一方これに対して、2021年10月までに各国が発表し、2030年までに実施するとされた施策では、1.5度すら実現できないと言われています。つまり、あれだけ各国が温室効果ガスの目標値を引き上げても、災害の激甚化・頻発化は避けられず、今後も続く可能性が高いと見ざるを得ないと考えています。
建設投資は、「国土強靭化策」を背景に、2030年度ごろまで概ね現状水準以上を維持するものと想定
一方、日本政府は国土強靱化、災害の激甚化・頻発化に対応してきており、その方針は今後も続く可能性が高いです。したがって、建設投資は2030年度頃までは概ね現状の水準が続くのではないかと見ています。
既存事業は、環境面での追い風もあり、事業の持続性・効率性を意識した施策を実施。新製品・新サービスにも注力。
この事業環境面の追い風を受け、エスイーグループでは事業の持続性・効率性を意識した施策を実施していくことで、より収益性を高めていきたいということを計画に盛り込んでいます。また、先ほどの建設投資がうまく消化されていくためには、建設事業従事者の不足に対する業界の効率化策も必要になってきます。
BIM/CIM設計支援事業
エスイーグループでは今回の中期経営計画において、新たにベトナムの拠点も活用したBIM/CIM設計支援事業も計画しています。このような社会課題の解決に資することで、売上高の増強も図っていきたいと考えています。
発電事業
今お伝えした既存事業だけでも企業価値の向上は見込めますが、さらに大きく企業価値の向上に資するものとして、新規事業の中でも発電事業への参入の準備を進めています。現行の2023年度から2025年度の中期経営計画、その次の2026年度から2028年度の中期経営計画の間に集中的な先行投資、研究開発投資を行い、2028年度頃の発電事業開始を目指しています。
社会課題解決と成長のイメージ
これまでお伝えした社会問題・社会課題解決の成長のイメージを描いたのがご覧のスライドになります。
中期経営計画の株主還元の基本方針
中期経営計画の株主還元の基本方針についてご説明します。配当金については、配当性向ではなく株主資本配当率(DOE)3.5パーセント以上をメルクマールとしています。

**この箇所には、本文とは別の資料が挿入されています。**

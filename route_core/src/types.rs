//! Fundamental types used across the entire workspace.

use crate::error::{Result, RouteError};
use serde::{Deserialize, Serialize};
use std::fmt;

// ---------------------------------------------------------------------------
// GeoCoordinate
// ---------------------------------------------------------------------------

/// A point on the Earth's surface, in decimal degrees.
///
/// Serialized as a `[latitude, longitude]` pair, which is the order every
/// consumer of the exported dataset expects.
#[derive(Clone, Copy, Debug, PartialEq, Serialize, Deserialize)]
#[serde(from = "[f64; 2]", into = "[f64; 2]")]
pub struct GeoCoordinate {
    pub latitude: f64,
    pub longitude: f64,
}

impl GeoCoordinate {
    /// Checked constructor: rejects non-finite values and values outside
    /// latitude ∈ [-90, 90], longitude ∈ [-180, 180].
    pub fn new(latitude: f64, longitude: f64) -> Result<Self> {
        let lat_ok = latitude.is_finite() && (-90.0..=90.0).contains(&latitude);
        let lon_ok = longitude.is_finite() && (-180.0..=180.0).contains(&longitude);
        if lat_ok && lon_ok {
            Ok(Self {
                latitude,
                longitude,
            })
        } else {
            Err(RouteError::CoordinateOutOfRange {
                latitude,
                longitude,
            })
        }
    }

    /// Unchecked constructor, for values derived from already valid points.
    pub const fn from_degrees(latitude: f64, longitude: f64) -> Self {
        Self {
            latitude,
            longitude,
        }
    }

    /// True if both axes lie within their valid ranges.
    pub fn is_valid(&self) -> bool {
        Self::new(self.latitude, self.longitude).is_ok()
    }
}

impl From<[f64; 2]> for GeoCoordinate {
    fn from([latitude, longitude]: [f64; 2]) -> Self {
        Self::from_degrees(latitude, longitude)
    }
}

impl From<GeoCoordinate> for [f64; 2] {
    fn from(c: GeoCoordinate) -> Self {
        [c.latitude, c.longitude]
    }
}

impl fmt::Display for GeoCoordinate {
    fn fmt(&self, f: &mut fmt::Formatter<'_>) -> fmt::Result {
        write!(f, "({:.6}, {:.6})", self.latitude, self.longitude)
    }
}

// ---------------------------------------------------------------------------
// Route
// ---------------------------------------------------------------------------

/// Ordered polyline from origin to destination. Always at least two points.
#[derive(Clone, Debug, PartialEq, Serialize, Deserialize)]
#[serde(try_from = "Vec<GeoCoordinate>", into = "Vec<GeoCoordinate>")]
pub struct Route {
    points: Vec<GeoCoordinate>,
}

impl Route {
    pub fn new(points: Vec<GeoCoordinate>) -> Result<Self> {
        if points.len() < 2 {
            return Err(RouteError::RouteTooShort {
                found: points.len(),
            });
        }
        Ok(Self { points })
    }

    pub fn points(&self) -> &[GeoCoordinate] {
        &self.points
    }

    pub fn len(&self) -> usize {
        self.points.len()
    }

    /// Always false for a constructed route.
    pub fn is_empty(&self) -> bool {
        self.points.is_empty()
    }

    /// Number of segments (consecutive point pairs).
    pub fn segment_count(&self) -> usize {
        self.points.len() - 1
    }

    pub fn first(&self) -> GeoCoordinate {
        self.points[0]
    }

    pub fn last(&self) -> GeoCoordinate {
        self.points[self.points.len() - 1]
    }

    /// Iterate over `(route[i], route[i + 1])` pairs.
    pub fn segments(&self) -> impl Iterator<Item = (GeoCoordinate, GeoCoordinate)> + '_ {
        self.points.windows(2).map(|w| (w[0], w[1]))
    }
}

impl TryFrom<Vec<GeoCoordinate>> for Route {
    type Error = RouteError;

    fn try_from(points: Vec<GeoCoordinate>) -> Result<Self> {
        Route::new(points)
    }
}

impl From<Route> for Vec<GeoCoordinate> {
    fn from(route: Route) -> Self {
        route.points
    }
}

#[cfg(test)]
mod tests {
    use super::*;

    #[test]
    fn checked_constructor_rejects_out_of_range() {
        assert!(GeoCoordinate::new(18.5, 73.9).is_ok());
        assert!(GeoCoordinate::new(90.0, -180.0).is_ok());
        assert_eq!(
            GeoCoordinate::new(91.0, 0.0),
            Err(RouteError::CoordinateOutOfRange {
                latitude: 91.0,
                longitude: 0.0
            })
        );
        assert!(GeoCoordinate::new(0.0, 180.5).is_err());
        assert!(GeoCoordinate::new(f64::NAN, 0.0).is_err());
    }

    #[test]
    fn coordinate_serializes_as_lat_lon_pair() {
        let c = GeoCoordinate::from_degrees(18.52, 73.85);
        let json = serde_json::to_string(&c).unwrap();
        assert_eq!(json, "[18.52,73.85]");
        let back: GeoCoordinate = serde_json::from_str(&json).unwrap();
        assert_eq!(back, c);
    }

    #[test]
    fn route_requires_two_points() {
        let p = GeoCoordinate::from_degrees(0.0, 0.0);
        assert_eq!(
            Route::new(vec![p]),
            Err(RouteError::RouteTooShort { found: 1 })
        );
        let route = Route::new(vec![p, p]).unwrap();
        assert_eq!(route.segment_count(), 1);
        assert_eq!(route.segments().count(), 1);
    }

    #[test]
    fn route_deserialization_enforces_length() {
        let err = serde_json::from_str::<Route>("[[1.0, 2.0]]");
        assert!(err.is_err());
        let ok: Route = serde_json::from_str("[[1.0, 2.0], [1.5, 2.5]]").unwrap();
        assert_eq!(ok.last(), GeoCoordinate::from_degrees(1.5, 2.5));
    }
}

先ほどROEと株主資本コストについてお話ししましたが、株主資本コストは投資家のみなさまの当社株式に対する期待利回りであり、配当と株価の上昇に伴うキャピタルゲインの2つを含んでいます。
株主資本配当率3.5パーセント以上というのは、おおまかに言いますと、例えば株主資本コストが9パーセントとすると、3.5パーセントについては毎年現金でリターンを手に入れられるということです。

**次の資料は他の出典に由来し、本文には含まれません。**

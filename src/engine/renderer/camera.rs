// Screen-space camera: logical pixels, origin at the top-left corner

use bytemuck::{Pod, Zeroable};
use glam::{Mat4, Vec2};

/// Fixed 2D camera covering the logical screen
#[derive(Debug, Clone)]
pub struct Camera {
    /// Logical screen size in pixels
    size: Vec2,
    /// View-projection matrix
    view_proj: Mat4,
}

impl Camera {
    pub fn new(width: f32, height: f32) -> Self {
        let mut camera = Self {
            size: Vec2::new(width, height),
            view_proj: Mat4::IDENTITY,
        };
        camera.update_view_proj();
        camera
    }

    // y grows downwards, matching entity coordinates
    fn update_view_proj(&mut self) {
        self.view_proj = Mat4::orthographic_rh(0.0, self.size.x, self.size.y, 0.0, -1.0, 1.0);
    }

    /// Get the view-projection matrix
    pub fn view_proj_matrix(&self) -> Mat4 {
        self.view_proj
    }
}

/// Camera uniform for GPU
#[repr(C)]
#[derive(Copy, Clone, Debug, Pod, Zeroable)]
pub struct CameraUniform {
    pub view_proj: [[f32; 4]; 4],
}

impl CameraUniform {
    pub fn new(camera: &Camera) -> Self {
        Self {
            view_proj: camera.view_proj_matrix().to_cols_array_2d(),
        }
    }
}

配当性向よりも安定しており、株主資本コストとの関係もわかりやすいと思います。それに加え、株主資本が増加していくといずれは配当も増加することになります。
エスイーグループ 2030ビジョン
2030ビジョン(エスイーグループのありたい姿)と中期経営計画の詳細については、弊社ホームページの企業情報/経営理念のページおよび投資家情報/経営方針/中期経営計画のページをご参照いただければ、より一層理解が深まるものと思います。
また、株主還元の方針については、投資家情報/個人投資家の皆様へ/中期経営計画(2023-2025)株主還元の方針のページに詳細を記載しています。特に、なぜ、株主資本配当率をメルクマールとすることが安定配当につながるかについて、具体的な数値を用いて説明しています。

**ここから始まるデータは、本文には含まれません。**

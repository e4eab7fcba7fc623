// Vertex structure for 2D sprite rendering

use bytemuck::{Pod, Zeroable};
use glam::{Vec2, Vec4};

/// Vertex for a screen-space quad
#[repr(C)]
#[derive(Copy, Clone, Debug, PartialEq, Pod, Zeroable)]
pub struct Vertex {
    /// Position in logical screen pixels, origin top-left
    pub position: [f32; 2],
    /// Texture coordinates (UV)
    pub tex_coords: [f32; 2],
    /// Tint multiplied with the texture sample (RGBA)
    pub color: [f32; 4],
}

impl Vertex {
    pub fn new(position: Vec2, tex_coords: Vec2, color: Vec4) -> Self {
        Self {
            position: position.to_array(),
            tex_coords: tex_coords.to_array(),
            color: color.to_array(),
        }
    }

    /// Get the vertex buffer layout descriptor
    pub fn desc() -> wgpu::VertexBufferLayout<'static> {
        wgpu::VertexBufferLayout {
            array_stride: std::mem::size_of::<Vertex>() as wgpu::BufferAddress,
            step_mode: wgpu::VertexStepMode::Vertex,
            attributes: &[
                // Position
                wgpu::VertexAttribute {
                    offset: 0,
                    shader_location: 0,
                    format: wgpu::VertexFormat::Float32x2,
                },
                // Tex Coords
                wgpu::VertexAttribute {
                    offset: std::mem::size_of::<[f32; 2]>() as wgpu::BufferAddress,
                    shader_location: 1,
                    format: wgpu::VertexFormat::Float32x2,
                },
                // Color
                wgpu::VertexAttribute {
                    offset: std::mem::size_of::<[f32; 4]>() as wgpu::BufferAddress,
                    shader_location: 2,
                    format: wgpu::VertexFormat::Float32x4,
                },
            ],
        }
    }
}

#[cfg(test)]
mod tests {
    use super::*;

    #[test]
    fn test_layout_matches_struct() {
        let layout = Vertex::desc();
        assert_eq!(layout.array_stride, 32);
        assert_eq!(layout.attributes[2].offset, 16);
    }
}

なお、2024年3月期第2四半期の決算説明資料は、11月下旬に当社ホームページの投資家情報のサイトに掲載します。そちらの資料もご覧いただければ、直近の業績、計画に対する進捗状況もご確認いただけると思います。ぜひ、ご覧ください。
以上、エスイーグループの事業内容と今後の取り組みについてご説明しました。みなさまのご理解につながることで、今後とも当社グループのご支援を賜りますよう、切にお願い申し上げます。ありがとうございました。